Court Opinion

ID: 9488393
Source: CourtListenerOpinion
Date Created: 2023-08-05 12:43:51.827041+00
Date Added: 2024-06-11T17:52:51.538685
License: Public Domain

KLEINFELD, Circuit Judge,
concurring:
I concur in the reasoning and the result reached by the majority, except for one detail. I would not reach the issue of whether, under Simmons v. United States, 390 U.S. 377, 88 S.Ct. 967, 19 L.Ed.2d 1247 (1968), a claim of ownership in a civil forfeiture proceeding can be used against the claimant in a subsequent criminal proceeding.
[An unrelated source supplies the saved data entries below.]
/// Pad outline grown by `extra`; a degenerate pad touches nothing.
fn pad_poly(s: &Padstack, extra: Coord) -> Option<Polyarea> {
    let poly = s.shape_poly(extra);
    if poly.is_none() {
        log::debug!("padstack at ({}, {}) has no usable shape", s.pos.x, s.pos.y);
    }
    poly
}

pub fn pstk_line(s: &Padstack, l: &Line, bloat: Coord) -> bool {
    if let (Some(diameter), false) = (pad_circle(s), l.flags.square) {
        let d = point_segment_distance(s.pos.to_f64(), l.p1.to_f64(), l.p2.to_f64());
        return within(d, diameter + l.thickness, bloat);
    }
    let pad_grow = bloat / 2;
    let Some(pad) = pad_poly(s, pad_grow) else {
        return false;
    };
    touching(&pad, &l.poly(2 * (bloat - pad_grow)))
}

pub fn pstk_arc(s: &Padstack, a: &Arc, bloat: Coord) -> Result<bool, FindError> {
    if let (Some(diameter), true) = (pad_circle(s), is_circular(&a.geom)) {
        let d = point_arc_distance(s.pos.to_f64(), &a.geom);
        return Ok(within(d, diameter + a.thickness, bloat));
    }
    let pad_grow = bloat / 2;
    let Some(pad) = pad_poly(s, pad_grow) else {
        return Ok(false);
    };
    Ok(touching(&pad, &a.poly(2 * (bloat - pad_grow))?))
}

pub fn pstk_pstk(a: &Padstack, b: &Padstack, bloat: Coord) -> bool {
    if let (Some(da), Some(db)) = (pad_circle(a), pad_circle(b)) {
        let d = dist(a.pos.to_f64(), b.pos.to_f64());
        return within(d, da + db, bloat);
    }
    let grow = bloat / 2;
    match (pad_poly(a, grow), pad_poly(b, grow)) {
        (Some(pa), Some(pb)) => touching(&pa, &pb),
        _ => false,
    }
}

/// A padstack with clearance sits in its own hole in a clearing polygon.
pub fn pstk_poly(s: &Padstack, p: &Polygon, bloat: Coord) -> Result<bool, FindError> {
    if s.clearance > 0 && p.flags.clear_poly {
        return Ok(false);
    }
    let islands = islands(p)?;
    let Some(pad) = pad_poly(s, bloat) else {
        return Ok(false);
    };
    Ok(touching_any(&pad, islands))
}

// ── Text ─────────────────────────────────────────────────────────────

// TODO: implement text intersections
fn text_stub() -> bool {
    false
}

pub fn text_line(_t: &Text, _l: &Line, _bloat: Coord) -> bool {
    text_stub()
}

pub fn text_arc(_t: &Text, _a: &Arc, _bloat: Coord) -> bool {
    text_stub()
}

pub fn text_text(_a: &Text, _b: &Text, _bloat: Coord) -> bool {
    text_stub()
}

pub fn text_poly(_t: &Text, _p: &Polygon, _bloat: Coord) -> bool {
    text_stub()
}

pub fn text_pstk(_t: &Text, _s: &Padstack, _bloat: Coord) -> bool {
    text_stub()
}

#[cfg(test)]
mod tests {
    use super::*;
    use crate::object::Flags;
    use pcbgeo_core::BBox;

    fn round_line(x1: Coord, y1: Coord, x2: Coord, y2: Coord, t: Coord) -> Line {
        Line::new(Point::new(x1, y1), Point::new(x2, y2), t, 0, Flags::default())
    }

    fn clipped_rect(x1: Coord, y1: Coord, x2: Coord, y2: Coord, flags: Flags) -> Polygon {
        let mut p = Polygon::new(
            vec![
                Point::new(x1, y1),
                Point::new(x2, y1),
                Point::new(x2, y2),
                Point::new(x1, y2),
            ],
            vec![],
            flags,
        );
        let raw = p.raw_poly().unwrap();
        p.set_clip(vec![raw]);
        p
    }

    #[test]
    fn test_segment_distance() {
        let d = segment_distance(
            Point::new(0, 0),
            Point::new(100, 0),
            Point::new(50, 30),
            Point::new(50, 80),
        );
        assert!((d - 30.0).abs() < 1e-9);
        let crossing = segment_distance(
            Point::new(0, 0),
            Point::new(100, 100),
            Point::new(0, 100),
            Point::new(100, 0),
        );
        assert_eq!(crossing, 0.0);
    }

    #[test]
    fn test_line_line_gap_and_bloat() {
        let a = round_line(0, 0, 100, 0, 10);
        let b = round_line(0, 30, 100, 30, 10);
        assert!(!line_line(&a, &b, 0));
        assert!(line_line(&a, &b, 20));
        assert!(!line_line(&a, &b, 19));

        let c = round_line(0, 10, 100, 10, 10);
        assert!(line_line(&a, &c, 0));
        assert!(!line_line(&a, &c, -1));
    }

    #[test]
    fn test_square_lines_use_outlines() {
        let mut a = round_line(0, 0, 100, 0, 20);
        a.flags.square = true;
        // square cap reaches x = 110
        let b = round_line(115, -50, 115, 50, 10);
        assert!(line_line(&a, &b, 0));
        assert!(line_line(&b, &a, 0));
        let far = round_line(125, -50, 125, 50, 10);
        assert!(!line_line(&a, &far, 0));
    }

    #[test]
    fn test_point_arc_distance() {
        // half circle of radius 100 over the top: angles 0..180 from -x through +y
        let g = ArcGeom::new(Point::new(0, 0), 100, 0.0, 180.0);
        assert!((point_arc_distance((0.0, 150.0), &g) - 50.0).abs() < 1e-9);
        assert!((point_arc_distance((0.0, 0.0), &g) - 100.0).abs() < 1e-9);
        // below the sweep: nearest is an end point
        let below = point_arc_distance((0.0, -100.0), &g);
        assert!((below - (100.0f64 * 2.0f64.sqrt())).abs() < 1e-6);
    }

    #[test]
    fn test_line_arc() {
        let a = Arc::new(ArcGeom::new(Point::new(0, 0), 100, 0.0, 180.0), 10, 0, Flags::default());
        let crossing = round_line(-200, 100, 200, 100, 10);
        assert!(line_arc(&crossing, &a, 0).unwrap());
        let above = round_line(-200, 120, 200, 120, 10);
        assert!(!line_arc(&above, &a, 0).unwrap());
        assert!(line_arc(&above, &a, 10).unwrap());
        // below the centre the half circle is absent
        let below = round_line(-50, -100, 50, -100, 10);
        assert!(!line_arc(&below, &a, 0).unwrap());
    }

    #[test]
    fn test_arc_arc() {
        let a = Arc::new(ArcGeom::new(Point::new(0, 0), 100, 0.0, 180.0), 10, 0, Flags::default());
        let b = Arc::new(ArcGeom::new(Point::new(150, 0), 100, 0.0, 180.0), 10, 0, Flags::default());
        assert!(arc_arc(&a, &b, 0).unwrap());
        assert!(arc_arc(&b, &a, 0).unwrap());
        let far = Arc::new(ArcGeom::new(Point::new(500, 0), 100, 0.0, 180.0), 10, 0, Flags::default());
        assert!(!arc_arc(&a, &far, 0).unwrap());
        let inner = Arc::new(ArcGeom::new(Point::new(0, 0), 80, 0.0, 90.0), 10, 0, Flags::default());
        assert!(!arc_arc(&a, &inner, 0).unwrap());
        assert!(arc_arc(&a, &inner, 10).unwrap());
    }

    #[test]
    fn test_line_poly_and_clearance() {
        let poly = clipped_rect(0, 0, 100, 100, Flags::default());
        let inside = round_line(10, 10, 90, 10, 10);
        assert!(line_poly(&inside, &poly, 0).unwrap());
        let outside = round_line(120, 0, 120, 100, 10);
        assert!(!line_poly(&outside, &poly, 0).unwrap());
        assert!(line_poly(&outside, &poly, 20).unwrap());

        let clearing_poly = clipped_rect(
            0,
            0,
            100,
            100,
            Flags {
                clear_poly: true,
                ..Flags::default()
            },
        );
        let mut clearing_line = inside.clone();
        clearing_line.flags.clear_line = true;
        assert!(!line_poly(&clearing_line, &clearing_poly, 0).unwrap());
    }

    #[test]
    fn test_stale_polygon_is_an_error() {
        let p = Polygon::new(
            vec![Point::new(0, 0), Point::new(10, 0), Point::new(0, 10)],
            vec![],
            Flags::default(),
        );
        let l = round_line(0, 0, 10, 10, 1);
        assert!(matches!(line_poly(&l, &p, 0), Err(FindError::StaleClip)));
    }

    #[test]
    fn test_poly_poly_with_bloat() {
        let a = clipped_rect(0, 0, 100, 100, Flags::default());
        let b = clipped_rect(110, 0, 200, 100, Flags::default());
        assert!(!poly_poly(&a, &b, 0).unwrap());
        assert!(poly_poly(&a, &b, 10).unwrap());
        assert!(poly_poly(&b, &a, 10).unwrap());
        let c = clipped_rect(100, 0, 200, 100, Flags::default());
        assert!(poly_poly(&a, &c, 0).unwrap());
    }

    #[test]
    fn test_padstacks() {
        let via = |x, y| Padstack::new(Point::new(x, y), PadShape::Circle { diameter: 40 }, 0, Flags::default());
        assert!(pstk_pstk(&via(0, 0), &via(40, 0), 0));
        assert!(!pstk_pstk(&via(0, 0), &via(41, 0), 0));
        assert!(pstk_pstk(&via(0, 0), &via(41, 0), 1));

        let pad = Padstack::new(
            Point::new(0, 0),
            PadShape::Poly {
                points: vec![
                    Point::new(-20, -20),
                    Point::new(20, -20),
                    Point::new(20, 20),
                    Point::new(-20, 20),
                ],
            },
            0,
            Flags::default(),
        );
        assert!(pstk_pstk(&pad, &via(35, 0), 0));
        assert!(pstk_pstk(&via(35, 0), &pad, 0));
        assert!(!pstk_pstk(&pad, &via(70, 0), 0));

        let trace = round_line(30, -100, 30, 100, 20);
        assert!(pstk_line(&via(0, 0), &trace, 0));
        assert!(pstk_line(&pad, &trace, 0));
        let far = round_line(60, -100, 60, 100, 20);
        assert!(!pstk_line(&pad, &far, 0));
    }

    #[test]
    fn test_pstk_poly_clearance() {
        let poly = clipped_rect(0, 0, 100, 100, Flags::default());
        let via = Padstack::new(Point::new(50, 50), PadShape::Circle { diameter: 20 }, 0, Flags::default());
        assert!(pstk_poly(&via, &poly, 0).unwrap());

        let clearing = clipped_rect(
            0,
            0,
            100,
            100,
            Flags {
                clear_poly: true,
                ..Flags::default()
            },
        );
        let cleared = Padstack::new(Point::new(50, 50), PadShape::Circle { diameter: 20 }, 10, Flags::default());
        assert!(!pstk_poly(&cleared, &clearing, 0).unwrap());
    }

    #[test]
    fn test_text_hooks_never_intersect() {
        let t = Text::new(Point::new(0, 0), "R1", BBox::new(0, 0, 100, 100), 0, Flags::default());
        let l = round_line(0, 0, 100, 100, 10);
        assert!(!text_line(&t, &l, 0));
        assert!(!text_text(&t, &t, 1_000));
        let via = Padstack::new(Point::new(50, 50), PadShape::Circle { diameter: 20 }, 0, Flags::default());
        assert!(!text_pstk(&t, &via, 0));
    }
}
Abandonment of property, like a gift, relinquishes title. Fidelity-Philadelphia Trust Co. v. Lehigh Valley Coal Co., 294 Pa. 47, 143 A. 474 (1928). Property valued by the true owner is frequently abandoned because that value is exceeded by some cost associated with retaining the property, as when a fishing vessel sinks off the Aleutians, or a diamond ring falls into a crevasse. That the relinquishment may result from a calculation that the penal risk of a claim exceeds the value of the property does not, to my mind, implicate the Fifth Amendment. The property is abandoned regardless. The majority’s reasoning is persuasive to me without the Simmons reasoning.